Modulation of synoptic circulation to dry season PM2.5 pollution over the Pearl River Delta region: An investigation based on self-organizing maps

Abstract

Abstract Fine particle (PM2.5) pollution is of concern for the Pearl River Delta (PRD) region, particularly during the dry season (October to March), when the PM2.5 concentrations can exceed Chinese national standards. In part due to sparse observations, the dispersion/transport mechanisms that lead to PM2.5 pollution over the PRD region are not yet fully understood, and the potential synoptic controls have not been investigated. In this study, systematic analyses were conducted using the multisite surface meteorological observations, two-site radiosonde measurements, and regional PM2.5 observations, based on the application of self-organizing map neural network to large-scale mean sea-level pressure (MSLP) data.

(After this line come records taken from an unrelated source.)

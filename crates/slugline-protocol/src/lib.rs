//! # slugline-protocol
//!
//! Wire protocol for the slugline collaboration relay.
//!
//! This crate defines the binary protocol spoken between screenplay
//! editors and the relay: frame types, the MessagePack codec with
//! length-prefixed framing, and the presence types carried inside frames.
//!
//! ## Frame Types
//!
//! - `JoinDocument` - Enter the room for one document
//! - `DocumentDelta` / `PresenceDelta` - Opaque updates relayed to peers
//! - `CurrentUsers` / `UserJoined` / `UserLeft` - Membership traffic
//! - `Welcome` / `Error` - Handshake and protocol errors
//!
//! ## Example
//!
//! ```rust
//! use slugline_protocol::{Frame, codec};
//!
//! let frame = Frame::document_delta(b"crdt bytes".to_vec());
//!
//! let encoded = codec::encode(&frame).unwrap();
//! let decoded = codec::decode(&encoded).unwrap();
//! ```

pub mod codec;
pub mod frames;
pub mod presence;

pub use codec::{decode, encode, ProtocolError};
pub use frames::{Frame, FrameType};
pub use presence::{Participant, PresenceInfo};
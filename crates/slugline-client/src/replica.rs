//! The narrow interface to the local replication layer.
//!
//! Document merging happens in a pre-existing replicated-data-type engine
//! the client does not interpret; from here a delta is just bytes that
//! must reach the replica.

use thiserror::Error;

/// Replica errors.
///
/// Opaque by design; the replication engine's own error detail stays on
/// its side of the seam.
#[derive(Debug, Error)]
#[error("Replica error: {0}")]
pub struct ReplicaError(pub String);

impl ReplicaError {
    /// Create a new replica error.
    #[must_use]
    pub fn new(message: impl Into<String>) -> Self {
        Self(message.into())
    }
}

/// Handle to the local document replica.
pub trait Replica: Send + 'static {
    /// Apply an incoming delta to the replica.
    ///
    /// # Errors
    ///
    /// Returns an error if the replica rejects the delta. A failure here
    /// never blocks channel teardown.
    fn apply_delta(&mut self, delta: &[u8]) -> Result<(), ReplicaError>;
}
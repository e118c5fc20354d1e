//! Delta channel trait.
//!
//! The trait defines the narrow interface the sync client and the relay
//! agree on: frames in, frames out, FIFO per connection, explicit close.

use async_trait::async_trait;
use slugline_protocol::Frame;
use thiserror::Error;

/// Channel errors.
#[derive(Debug, Error)]
pub enum ChannelError {
    /// Channel was closed.
    #[error("Channel closed")]
    Closed,

    /// Failed to send a frame.
    #[error("Send failed: {0}")]
    SendFailed(String),

    /// Failed to receive a frame.
    #[error("Receive failed: {0}")]
    ReceiveFailed(String),

    /// Protocol error.
    #[error("Protocol error: {0}")]
    Protocol(#[from] slugline_protocol::ProtocolError),

    /// I/O error.
    #[error("I/O error: {0}")]
    Io(#[from] std::io::Error),

    /// Other error.
    #[error("{0}")]
    Other(String),
}

/// A bidirectional frame transport for one client connection.
///
/// Implementations must preserve frame order end-to-end (FIFO per
/// connection); no ordering is guaranteed across different channels.
#[async_trait]
pub trait DeltaChannel: Send {
    /// Receive the next frame.
    ///
    /// Returns `None` if the channel closed cleanly.
    async fn recv(&mut self) -> Result<Option<Frame>, ChannelError>;

    /// Send a frame.
    async fn send(&mut self, frame: Frame) -> Result<(), ChannelError>;

    /// Close the channel gracefully. Must be safe to call more than once.
    async fn close(&mut self) -> Result<(), ChannelError>;

    /// Check if the channel is still open.
    fn is_open(&self) -> bool;

    /// Get the remote address, if the transport has one.
    fn remote_addr(&self) -> Option<String> {
        None
    }
}
//! # slugline-core
//!
//! Room registry and session relay for the slugline collaboration server.
//!
//! This crate provides the server-side building blocks:
//!
//! - **Room** - Broadcast fan-out for the sessions editing one document
//! - **RoomRegistry** - Process-wide membership and presence bookkeeping
//! - **Relay** - Per-connection join/leave protocol and delta routing
//! - **RoomEvent** - Events fanned out to room members
//!
//! ## Architecture
//!
//! ```text
//! ┌─────────────┐     ┌─────────────┐     ┌─────────────┐
//! │RelaySession │────▶│RoomRegistry │────▶│    Room     │
//! └─────────────┘     └─────────────┘     └─────────────┘
//!                            │
//!                            ▼
//!                     ┌─────────────┐
//!                     │presence tbl │
//!                     └─────────────┘
//! ```
//!
//! The relay never inspects delta payloads; document content merging is
//! the business of the replication layer on the editor side.

pub mod event;
pub mod registry;
pub mod relay;
pub mod room;
pub mod session;

pub use event::RoomEvent;
pub use registry::{RegistryConfig, RegistryStats, RoomRegistry};
pub use relay::{Relay, RelayError, RelaySession};
pub use room::Room;
pub use session::{generate_session_id, DocumentId, SessionEntry, SessionId};
//! # slugline-paginate
//!
//! Concurrent pagination engine for screenplay documents.
//!
//! The engine re-flows a flat, ordered sequence of screenplay elements
//! into fixed-height pages:
//!
//! - **Element / Page** - The document model being partitioned
//! - **layout** - The pure height heuristic shared by every path
//! - **pack** - The sequential bin-packer (the reference semantics)
//! - **ChunkWorker** - The worker protocol and thread-pool dispatch
//! - **PaginationEngine** - Chunking, fan-out, ordered merge, fallback
//!
//! ## Architecture
//!
//! ```text
//! elements ──▶ chunk by count ──▶ worker pool ──▶ ordered merge ──▶ pages
//!                   │                 │ timeout/failure
//!                   └────────────── fallback (sequential) ─────────▶ pages
//! ```
//!
//! Pages are rebuilt wholesale on every run; the engine never patches a
//! previous result.

pub mod element;
pub mod engine;
pub mod layout;
pub mod pack;
pub mod worker;

pub use element::{Element, ElementKind, Page, PaginationResult};
pub use engine::{EngineConfig, PaginationEngine};
pub use layout::{element_height, DEFAULT_PAGE_HEIGHT};
pub use pack::pack_elements;
pub use worker::{ChunkRequest, ChunkResponse, ChunkWorker, ThreadPoolWorker, WorkerError};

The results suggested that the relative position of the PRD to high-pressure systems exerted significant effects on the dispersion conditions and the PM2.5 distribution over the PRD region. When cold high pressure invaded, the PRD region was dominated by synoptic-scale northerly flow, which caused southward pollution transport and hence positive PM2.5 anomalies in the coastal area. When cold high pressure weakened and moved eastward, the PRD region was dominated by meso/local-scale flows, resulting in strong atmospheric recirculation and elevated PM2.5 concentrations in the inland area. However, the regional average of PM2.5 concentrations was not sensitive to the changes in synoptic circulation patterns, which implied that the synoptic circulation played roles most in redistributing the air pollutants within the PRD region and hence a regional PM2.5 pollution emission reduction is needed to improve regional air quality.